Unions Denounce ‘Gutless’ Decision to Halt Dakota Access Construction

Workers unload pipes for the proposed Dakota Access oil pipeline, that would stretch from the Bakken oil fields in North Dakota to Patoka, Ill., Saturday, May 9, 2015, at a staging area in Worthing, S.D. The proposed oil pipeline will traverse North and South Dakota, Iowa and Illinois. (AP Photo/Nati Harnik)

The Teamsters union warned good jobs are at risk Monday over a decision by the Obama administration to stop construction on the Dakota Access Pipeline.
After twice defending its approval process in court, with victories in both cases, the U.S. Army Corps of Engineers reversed course when it announced Sunday that it would not approve construction permits needed to finish the project. The Teamsters argued the decision will hurt working Americans.
“The decision will have a direct and negative impact on the hardworking men and women—including Teamsters and other union members—who have invested their lives in building the infrastructure that makes this country run,” the Teamsters said in a statement provided to InsideSources. “The Teamsters Union looks forward to moving past this disappointing decision toward the eventual approval of this easement and completion of the Dakota Access Pipeline.”

The Standing Rock Sioux tribe and its supporters claim the nearly completed pipeline runs too close to sacred tribal burial sites and could affect the tribe’s water supply, though the pipeline never crosses onto tribal land. The Laborers’ International Union of North America (LIUNA) argues the Obama administration is “appeasing environmental extremists.”
“Blocking the final portion of construction of the Dakota Access Pipeline after it is 93 percent complete and fully reviewed is a short-sighted, gutless, and irresponsible decision,” LIUNA President Terry O’Sullivan said in a statement Sunday. “It only serves to prolong the conflict that is dividing communities in North Dakota.”
Labor unions have historically sided with Democrats except when policies threaten their members’ livelihoods. The Teamsters represent more than 1.4 million workers from a range of industries. LIUNA has over a half-million members primarily in the energy and construction industries.
“Although we have had continuing discussion and exchanges of new information with the Standing Rock Sioux and Dakota Access, it’s clear that there’s more work to do,” Army Assistant Secretary Jo-Ellen Darcy said Sunday. “The best way to complete that work responsibly and expeditiously is to explore alternate routes for the pipeline crossing.”

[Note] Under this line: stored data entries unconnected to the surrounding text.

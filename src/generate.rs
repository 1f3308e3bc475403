//! Page assembly and manifest output.
//!
//! Stage 3 of the build pipeline. Consumes the full processed document
//! set, orders it through the [graph](crate::graph) barrier, assembles the
//! final immutable [`Page`] records, and writes the `pages.json` manifest
//! that rendering, feed, and listing consumers all read.
//!
//! ## Excerpt Rule
//!
//! A page's excerpt is its front-matter `description`, verbatim, when one
//! was given. Otherwise it is the stripped body pruned to the configured
//! character budget at a word boundary — a literal prefix of the plain
//! text, with no ellipsis appended. Derivation never fails; an empty body
//! yields an empty excerpt.
//!
//! Assembly is pure: it reads documents and site metadata and produces
//! pages, mutating neither.

use crate::config::SiteMetadata;
use crate::frontmatter;
use crate::graph::{self, GraphEntry, GraphError};
use crate::types::{Document, Page};
use serde::{Deserialize, Serialize};
use std::fs;
use std::path::{Path, PathBuf};
use thiserror::Error;

#[derive(Error, Debug)]
pub enum GenerateError {
    #[error(transparent)]
    Graph(#[from] GraphError),
    #[error("IO error: {0}")]
    Io(#[from] std::io::Error),
    #[error("JSON error: {0}")]
    Json(#[from] serde_json::Error),
}

/// Manifest filename written to the output directory.
pub const MANIFEST_FILE: &str = "pages.json";

/// The complete build output: site metadata plus the ordered page set.
///
/// This is the single source of truth for chronological order and
/// adjacency; consumers read it and must not mutate it.
#[derive(Debug, Serialize, Deserialize)]
pub struct BuildOutput {
    pub site: SiteMetadata,
    pub pages: Vec<Page>,
}

/// Order the full document set and assemble final page records.
///
/// Fails only on slug collisions (surfaced from the graph stage); page
/// assembly itself cannot fail.
pub fn assemble(
    documents: Vec<Document>,
    site: &SiteMetadata,
    excerpt_length: usize,
) -> Result<BuildOutput, GenerateError> {
    let entries = graph::build(documents)?;
    let pages = entries
        .into_iter()
        .map(|entry| assemble_page(entry, excerpt_length))
        .collect();

    Ok(BuildOutput {
        site: site.clone(),
        pages,
    })
}

/// Write the manifest, returning its path.
pub fn write_manifest(output: &BuildOutput, out_dir: &Path) -> Result<PathBuf, GenerateError> {
    fs::create_dir_all(out_dir)?;
    let manifest_path = out_dir.join(MANIFEST_FILE);
    let json = serde_json::to_string_pretty(output)?;
    fs::write(&manifest_path, json)?;
    Ok(manifest_path)
}

/// Merge one graph entry into its final page record.
fn assemble_page(entry: GraphEntry, excerpt_length: usize) -> Page {
    let doc = entry.document;
    let excerpt = match &doc.description {
        Some(description) => description.clone(),
        None => prune(&doc.plain_text, excerpt_length),
    };

    Page {
        slug: doc.slug,
        title: doc.title,
        display_date: frontmatter::display_date(doc.date),
        date: doc.date,
        description: doc.description,
        excerpt,
        body_html: doc.body_html,
        reading_time: doc.reading_time,
        previous_slug: entry.previous_slug,
        next_slug: entry.next_slug,
    }
}

/// Truncate `text` to at most `budget` characters without splitting a word
/// where avoidable.
///
/// Words are taken whole until the next one would overflow the budget. A
/// single word longer than the whole budget is the one unavoidable case:
/// it is cut mid-word at the budget.
fn prune(text: &str, budget: usize) -> String {
    if text.chars().count() <= budget {
        return text.to_string();
    }

    let mut out = String::new();
    let mut used = 0usize;
    for word in text.split_whitespace() {
        let word_len = word.chars().count();
        let needed = if out.is_empty() { word_len } else { word_len + 1 };
        if used + needed > budget {
            break;
        }
        if !out.is_empty() {
            out.push(' ');
        }
        out.push_str(word);
        used += needed;
    }

    if out.is_empty() {
        text.chars().take(budget).collect()
    } else {
        out
    }
}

Labor unions have been highly critical of the administration over similar efforts in the past. The Keystone XL Pipeline faced fierce opposition from critics who argued it would harm the environment. LIUNA and the Teamsters opposed efforts by the president at the time to delay and eventually derail the Keystone pipeline.
Critics claim Dakota Access poses a threat to the environment. O’Sullivan argues the pipeline actually poses little risk to the region because it will be safely constructed. He adds there are already fourteen pipelines going under the Missouri River that are not causing any issues.
“The Standing Rock Sioux Tribe had opportunity after opportunity to weigh in on the process during the last two years and only recently after the pipeline was almost complete decided to engage,” O’Sullivan said, referring to repeated efforts by the corps to meet and discuss the pipeline route. “This pipeline will be safely constructed to bring energy where it’s needed – without exposing communities to the unnecessary risk caused by transporting fuel by rail or truck.”
O’Sullivan notes the decision is also pointless since the courts or President-Elect Donald Trump will likely overturn it. He adds previous court decisions have already ruled the project was lawfully reviewed and community input was adequately considered.